Read through the entries below and copy each line where "fetched" turns up.
------ Stored data ------
use std::num::NonZeroU32;
use std::sync::Arc;
use std::time::Duration;

use axum::{
    Router,
    body::Body,
    http::{Method, Request, StatusCode, header::CONTENT_TYPE, header::RETRY_AFTER},
};
use bigdecimal::BigDecimal;
use http_body_util::BodyExt;
use serde_json::{Value, json};
use storefront::application::catalog::CatalogServices;
use storefront::application::health::HealthService;
use storefront::cache::{CacheAside, CacheClient, CacheConfig};
use storefront::domain::entities::{OrderDetailDraft, ProductDraft};
use storefront::infra::http::{HttpState, RateLimitState, build_router};
use storefront::infra::memory::MemoryCatalog;
use tower::ServiceExt;

async fn app() -> (Router, Arc<MemoryCatalog>) {
    app_with_limit(RateLimitState::default()).await
}

async fn app_with_limit(rate_limit: RateLimitState) -> (Router, Arc<MemoryCatalog>) {
    let config = CacheConfig::memory();
    let client = CacheClient::from_config(&config).await;
    let catalog = MemoryCatalog::new();
    let state = HttpState {
        catalog: CatalogServices::new(catalog.stores(), CacheAside::new(client.clone(), &config)),
        health: HealthService::new(catalog.clone(), client),
        rate_limit,
    };
    (build_router(state), catalog)
}

async fn send(router: &Router, method: Method, uri: &str, body: Option<Value>) -> (StatusCode, Value) {
    let mut request = Request::builder().method(method).uri(uri);
    let body = match body {
        Some(json) => {
            request = request.header(CONTENT_TYPE, "application/json");
            Body::from(json.to_string())
        }
        None => Body::empty(),
    };
    let response = router
        .clone()
        .oneshot(request.body(body).expect("request"))
        .await
        .expect("router is infallible");

    let status = response.status();
    let bytes = response
        .into_body()
        .collect()
        .await
        .expect("body")
        .to_bytes();
    let value = if bytes.is_empty() {
        Value::Null
    } else {
        serde_json::from_slice(&bytes).expect("json body")
    };
    (status, value)
}

#[tokio::test]
async fn create_then_fetch_a_category() {
    let (router, _) = app().await;

    let (status, created) = send(
        &router,
        Method::POST,
        "/categories",
        Some(json!({ "name": "Outdoor" })),
    )
    .await;
    assert_eq!(status, StatusCode::CREATED);
    assert_eq!(created, json!({ "id": 1, "name": "Outdoor" }));

    let (status, fetched) = send(&router, Method::GET, "/categories/1", None).await;
    assert_eq!(status, StatusCode::OK);
    assert_eq!(fetched, created);

    let (status, listed) = send(&router, Method::GET, "/categories?skip=0&limit=10", None).await;
    assert_eq!(status, StatusCode::OK);
    assert_eq!(listed, json!([{ "id": 1, "name": "Outdoor" }]));
}

#[tokio::test]
async fn missing_record_returns_a_not_found_body() {
    let (router, _) = app().await;

    let (status, body) = send(&router, Method::GET, "/products/99", None).await;
    assert_eq!(status, StatusCode::NOT_FOUND);
    assert_eq!(body["error"]["code"], "not_found");
    assert_eq!(body["error"]["message"], "Resource not found");
    assert_eq!(body["error"]["hint"], "product 99 not found");
}

#[tokio::test]
async fn validation_failures_are_bad_requests() {
    let (router, catalog) = app().await;

    let (status, body) = send(
        &router,
        Method::POST,
        "/reviews",
        Some(json!({ "rating": 7.5, "product_id": 1 })),
    )
    .await;
    assert_eq!(status, StatusCode::BAD_REQUEST);
    assert_eq!(body["error"]["code"], "validation_error");
    assert!(catalog.reviews.is_empty());
}

#[tokio::test]
async fn referenced_product_delete_is_a_conflict() {
    let (router, catalog) = app().await;
    let product = catalog.products.insert(ProductDraft {
        name: "Kettle".to_string(),
        price: BigDecimal::from(25),
        stock: 3,
        category_id: None,
    });
    catalog.order_details.insert(OrderDetailDraft {
        quantity: 2,
        price: BigDecimal::from(25),
        order_id: 1,
        product_id: product.id,
    });

    let (status, body) = send(&router, Method::DELETE, "/products/1", None).await;
    assert_eq!(status, StatusCode::CONFLICT);
    assert_eq!(body["error"]["code"], "integrity_error");
    assert_eq!(catalog.products.len(), 1);
}

#[tokio::test]
async fn update_and_delete_round_trip() {
    let (router, _) = app().await;

    send(
        &router,
        Method::POST,
        "/products",
        Some(json!({ "name": "Mug", "price": 9.5, "stock": 10 })),
    )
    .await;
    let (_, before) = send(&router, Method::GET, "/products/1", None).await;
    assert_eq!(before["price"], json!(9.5));

    let (status, updated) = send(
        &router,
        Method::PUT,
        "/products/1",
        Some(json!({ "name": "Mug", "price": 11.25, "stock": 8 })),
    )
    .await;
    assert_eq!(status, StatusCode::OK);
    assert_eq!(updated["price"], json!(11.25));

    let (_, after) = send(&router, Method::GET, "/products/1", None).await;
    assert_eq!(after["stock"], json!(8));

    let (status, _) = send(&router, Method::DELETE, "/products/1", None).await;
    assert_eq!(status, StatusCode::NO_CONTENT);

    let (status, _) = send(&router, Method::GET, "/products/1", None).await;
    assert_eq!(status, StatusCode::NOT_FOUND);
}

#[tokio::test]
async fn list_limit_is_clamped() {
    let (router, catalog) = app().await;
    for name in ["a", "b", "c"] {
        catalog
            .categories
            .insert(storefront::domain::entities::CategoryDraft {
                name: name.to_string(),
            });
    }

    let (status, body) = send(&router, Method::GET, "/categories?limit=0", None).await;
    assert_eq!(status, StatusCode::OK);
    assert_eq!(body.as_array().map(Vec::len), Some(1));

    let (_, body) = send(&router, Method::GET, "/categories?skip=1", None).await;
    assert_eq!(body.as_array().map(Vec::len), Some(2));
}

#[tokio::test]
async fn health_check_reports_every_component() {
    let (router, _) = app().await;

    let (status, body) = send(&router, Method::GET, "/health_check", None).await;
    assert_eq!(status, StatusCode::OK);
    assert_eq!(body["checks"]["database"]["status"], "up");
    assert_eq!(body["checks"]["cache"]["status"], "up");
    assert_eq!(body["checks"]["cache"]["backend"], "memory");
    assert!(body["timestamp"].is_string());
}

#[tokio::test]
async fn health_check_degrades_without_cache() {
    let catalog = MemoryCatalog::new();
    let client = CacheClient::disabled();
    let state = HttpState {
        catalog: CatalogServices::new(
            catalog.stores(),
            CacheAside::new(client.clone(), &CacheConfig::default()),
        ),
        health: HealthService::new(catalog.clone(), client),
        rate_limit: RateLimitState::default(),
    };
    let router = build_router(state);

    let (status, body) = send(&router, Method::GET, "/health_check", None).await;
    assert_eq!(status, StatusCode::OK);
    assert_eq!(body["status"], "degraded");
    assert_eq!(body["checks"]["cache"]["status"], "down");
}

async fn get_from(router: &Router, uri: &str, client: &str) -> axum::response::Response {
    let request = Request::builder()
        .uri(uri)
        .header("x-forwarded-for", client)
        .body(Body::empty())
        .expect("request");
    router
        .clone()
        .oneshot(request)
        .await
        .expect("router is infallible")
}

#[tokio::test]
async fn clients_over_budget_are_throttled() {
    // Slow refill so the 101st request lands inside the window on any machine.
    let limit = NonZeroU32::new(100).expect("non-zero");
    let (router, _) = app_with_limit(RateLimitState::new(limit, Duration::from_secs(3600))).await;

    for _ in 0..100 {
        let response = get_from(&router, "/categories", "203.0.113.7").await;
        assert_eq!(response.status(), StatusCode::OK);
        assert_eq!(response.headers()["x-ratelimit-limit"], "100");
    }

    let response = get_from(&router, "/categories", "203.0.113.7").await;
    assert_eq!(response.status(), StatusCode::TOO_MANY_REQUESTS);
    assert!(response.headers().contains_key(RETRY_AFTER));
    let bytes = response
        .into_body()
        .collect()
        .await
        .expect("body")
        .to_bytes();
    let body: Value = serde_json::from_slice(&bytes).expect("json body");
    assert_eq!(body["error"]["code"], "rate_limited");

    let other = get_from(&router, "/categories", "203.0.113.8").await;
    assert_eq!(other.status(), StatusCode::OK);
}

#[tokio::test]
async fn responses_carry_a_request_id() {
    let (router, _) = app().await;
    let first = get_from(&router, "/categories", "198.51.100.4").await;
    let second = get_from(&router, "/products/42", "198.51.100.4").await;

    assert_eq!(second.status(), StatusCode::NOT_FOUND);
    let a = first.headers()["x-request-id"].to_str().expect("ascii");
    let b = second.headers()["x-request-id"].to_str().expect("ascii");
    assert_eq!(a.len(), 36);
    assert_ne!(a, b);
}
------
* [Solution]:
    let (status, fetched) = send(&router, Method::GET, "/categories/1", None).await;
    assert_eq!(fetched, created);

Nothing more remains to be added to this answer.